A: London, England, United Kingdom
On September 1, 1939, the day that German troops marched into Poland, German Jew Alfred Wiener opened the Jewish Central Information Office in London. This library, which was later called the "oldest holocaust museum," functioned during World War II as a private intelligence service, and Wiener was paid by British government departments for keeping them informed of developments in Germany.
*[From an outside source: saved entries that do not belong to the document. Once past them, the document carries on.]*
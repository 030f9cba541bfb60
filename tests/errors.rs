use jagged::ColumnValue::{PerRow, Single};
use jagged::{add_column, move_cell, move_column, remove_column, JaggedError, Matrix};

fn wide() -> Matrix<i64> {
    vec![vec![1, 2, 3, 4], vec![5, 6, 7, 8], vec![9, 10, 11, 12]]
}

fn root(err: &anyhow::Error) -> &JaggedError {
    JaggedError::extract(err).expect("a matrix error at the root")
}

#[test]
fn add_column_names_the_row() {
    let m = vec![vec![1, 2, 3, 4], vec![5, 6, 7], vec![8, 9, 10, 11]];
    let err = add_column(&m, 4, Single(10)).unwrap_err();
    assert!(matches!(root(&err), JaggedError::ColumnOutOfRange { row: 1 }));
    assert_eq!("index out of range for row 1", root(&err).to_string());

    let err = add_column(&m, -5, Single(10)).unwrap_err();
    assert!(matches!(root(&err), JaggedError::ColumnOutOfRange { row: 0 }));
}

#[test]
fn add_column_out_of_range() {
    let err = add_column(&wide(), 5, Single(10)).unwrap_err();
    assert!(matches!(root(&err), JaggedError::ColumnOutOfRange { row: 0 }));
}

#[test]
fn add_column_runs_out_of_values() {
    let err = add_column(&wide(), 0, PerRow(vec![1, 2])).unwrap_err();
    assert!(matches!(root(&err), JaggedError::MissingColumnValue { row: 2 }));
}

#[test]
fn add_column_checks_range_before_values() {
    let m = vec![vec![1, 2], vec![3]];
    let err = add_column(&m, 2, PerRow(vec![0])).unwrap_err();
    assert!(matches!(root(&err), JaggedError::ColumnOutOfRange { row: 1 }));
}

#[test]
fn remove_column_needs_rows() {
    let empty: Matrix<i64> = vec![];
    let err = remove_column(&empty, 0).unwrap_err();
    assert!(matches!(root(&err), JaggedError::EmptyMatrix));
}

#[test]
fn remove_column_out_of_range() {
    let err = remove_column(&[vec![1, 2, 3], vec![4, 5, 6]], 3).unwrap_err();
    assert!(matches!(root(&err), JaggedError::ColumnOutOfRange { row: 0 }));

    // -3 would resolve to column 0, but is still out of range
    let err = remove_column(&[vec![1, 2, 3], vec![4, 5, 6]], -3).unwrap_err();
    assert!(matches!(root(&err), JaggedError::ColumnOutOfRange { row: 0 }));

    let err = remove_column(&[vec![1, 2, 3], vec![4]], 1).unwrap_err();
    assert!(matches!(root(&err), JaggedError::ColumnOutOfRange { row: 1 }));
}

#[test]
fn move_column_needs_rows() {
    let empty: Matrix<i64> = vec![];
    let err = move_column(&empty, 0, 1).unwrap_err();
    assert!(matches!(root(&err), JaggedError::EmptyMatrix));

    // before the identity short-circuit
    let err = move_column(&empty, 1, 1).unwrap_err();
    assert!(matches!(root(&err), JaggedError::EmptyMatrix));
}

#[test]
fn move_column_from_out_of_range() {
    for index in [4, -4] {
        let err = move_column(&wide(), index, 1).unwrap_err();
        assert!(matches!(root(&err), JaggedError::ColumnOutOfRange { row: 0 }));
    }
}

#[test]
fn move_column_to_out_of_range() {
    for to in [4, -4] {
        let err = move_column(&wide(), 1, to).unwrap_err();
        assert!(matches!(root(&err), JaggedError::ToColumnOutOfRange { row: 0 }));
        assert_eq!("to index out of range for row 0", root(&err).to_string());
    }
}

#[test]
fn move_column_fails_at_the_first_short_row() {
    let m = vec![vec![1, 2, 3, 4], vec![5, 6, 7, 8], vec![9, 10]];
    let err = move_column(&m, 0, 3).unwrap_err();
    assert!(matches!(root(&err), JaggedError::ToColumnOutOfRange { row: 2 }));
}

#[test]
fn move_cell_needs_rows() {
    let empty: Matrix<i64> = vec![];
    let err = move_cell(&empty, 0, 0, 0, 0, 0).unwrap_err();
    assert!(matches!(root(&err), JaggedError::EmptyMatrix));
}

#[test]
fn move_cell_source_out_of_range() {
    let m = vec![vec![1, 2, 3], vec![4, 5, 6]];
    for row in [2, -3] {
        let err = move_cell(&m, row, 0, 0, 0, 0).unwrap_err();
        assert!(matches!(root(&err), JaggedError::SourceRowOutOfRange));
    }
    for column in [3, -3] {
        let err = move_cell(&m, 1, column, 0, 0, 0).unwrap_err();
        assert!(matches!(
            root(&err),
            JaggedError::SourceColumnOutOfRange { row: 1 }
        ));
    }
}

#[test]
fn move_cell_destination_before_start() {
    let m = vec![vec![1, 2, 3], vec![4, 5, 6]];
    let err = move_cell(&m, 0, 0, -3, 0, 0).unwrap_err();
    assert!(matches!(root(&err), JaggedError::DestinationOutOfRange));

    let err = move_cell(&m, 0, 0, 1, -4, 0).unwrap_err();
    assert!(matches!(root(&err), JaggedError::DestinationOutOfRange));

    // a row that does not exist yet has no columns to count back from
    let err = move_cell(&m, 0, 0, 5, -1, 0).unwrap_err();
    assert!(matches!(root(&err), JaggedError::DestinationOutOfRange));
}

#[test]
fn context_is_kept() {
    let err = remove_column(&[vec![1]], 4).unwrap_err();
    assert_eq!(
        format!("{err:#}"),
        "removing column 4 from a row of 1 cells: index out of range for row 0"
    );
}

#[test]
fn move_cell_growth_that_cannot_be_allocated() {
    let m = vec![vec![1, 2, 3], vec![4, 5, 6]];
    let err = move_cell(&m, 0, 0, 0, isize::MAX, 0).unwrap_err();
    assert!(matches!(root(&err), JaggedError::Capacity(_)));

    let err = move_cell(&m, 0, 0, isize::MAX, 0, 0).unwrap_err();
    assert!(matches!(root(&err), JaggedError::Capacity(_)));
}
In 1919 Wiener was a high-ranking official in the Centralverein deutscher Staatsbürger jüdischen Glaubens (Central Association of German Citizens of Jewish Faith, CV). As early as 1925 he identified the Nazi Party as the chief danger to the Jews of Germany and to German society as a whole. In 1933, Wiener fled Germany for Amsterdam. Together with Prof. David Cohen, he set up the Jewish Central Information Office, collecting and disseminating information about events happening in Nazi Germany. In 1939 Wiener transferred the library to London, and Wiener made the resources available to the British and other governments' intelligence departments, and the international press, especially the BBC. The library soon became known as "Dr Wiener's Library" and the name was adopted. After the end of World War II, the library used its extensive collections on National Socialism and the Third Reich to provide material to the United Nations War Crimes Commission and for bringing war criminals to justice.
In December 2011 the Wiener Library for the Study of the Holocaust & Genocide moved to 29 Russell Square, a revovated Georgian townhouse flanked by the Birkbeck College history department and the School of Orient and African Studies at the University of London.